Your answer should be every line of the entries that has the string "ValidationError" in it.

◆ Exercise inputs:
# # # #

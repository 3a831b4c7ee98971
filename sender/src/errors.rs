use thiserror::Error;

use crate::config::ValidationError;
use crate::stats::Family;

/// Result type alias for sender setup operations
pub type Result<T, E = SenderError> = std::result::Result<T, E>;

/// Errors that prevent the pipeline from being built
#[derive(Error, Debug)]
pub enum SenderError {
    #[error("invalid configuration: {0}")]
    InvalidConfig(#[from] ValidationError),

    #[error("failed to build http client: {0}")]
    HttpClient(#[from] reqwest::Error),

    #[error("failed to set up transport: {0}")]
    Transport(#[from] TransportError),
}

/// A sample could not be mapped to a destination queue
#[derive(Error, Debug, Clone, PartialEq)]
pub enum RoutingError {
    #[error("no available node in the {0} ring")]
    NoAvailableNode(Family),

    #[error("no send queue for {family} node {node}")]
    UnknownNode { family: Family, node: String },
}

/// A sample or group could not be converted to its wire shape
#[derive(Error, Debug, Clone, PartialEq)]
pub enum ConversionError {
    #[error("unsupported counter type: {0}")]
    UnsupportedCounterType(String),

    #[error("malformed scaling expression {expression:?} for metric {metric}")]
    MalformedExpression { metric: String, expression: String },

    #[error("{field} {value} is out of range")]
    OutOfRange { field: &'static str, value: i64 },
}

/// Delivery of a batch to a downstream failed
#[derive(Error, Debug)]
pub enum TransportError {
    #[error("I/O error talking to {addr}: {source}")]
    Io {
        addr: String,
        #[source]
        source: std::io::Error,
    },

    #[error("timed out after {0:?}")]
    Timeout(std::time::Duration),

    #[error("connection to {0} closed by peer")]
    Closed(String),

    #[error("connection pool for {addr}: {message}")]
    Pool { addr: String, message: String },

    #[error("rpc call {method} failed: {message}")]
    Rpc { method: String, message: String },

    #[error("failed to encode or decode payload: {0}")]
    Codec(#[from] serde_json::Error),

    #[error("http request failed: {0}")]
    Http(#[from] reqwest::Error),

    #[error("downstream rejected data with code {code}: {message}")]
    Rejected { code: i64, message: String },

    #[error("{failed} of {total} records failed, first error: {first}")]
    Partial {
        failed: usize,
        total: usize,
        first: Box<TransportError>,
    },
}

impl TransportError {
    /// Number of records of a batch of `batch_len` that were lost with this error.
    pub fn records_lost(&self, batch_len: usize) -> usize {
        match self {
            TransportError::Partial { failed, .. } => *failed,
            _ => batch_len,
        }
    }
}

# # # #

◆ Completed task:
use crate::config::ValidationError;
    InvalidConfig(#[from] ValidationError),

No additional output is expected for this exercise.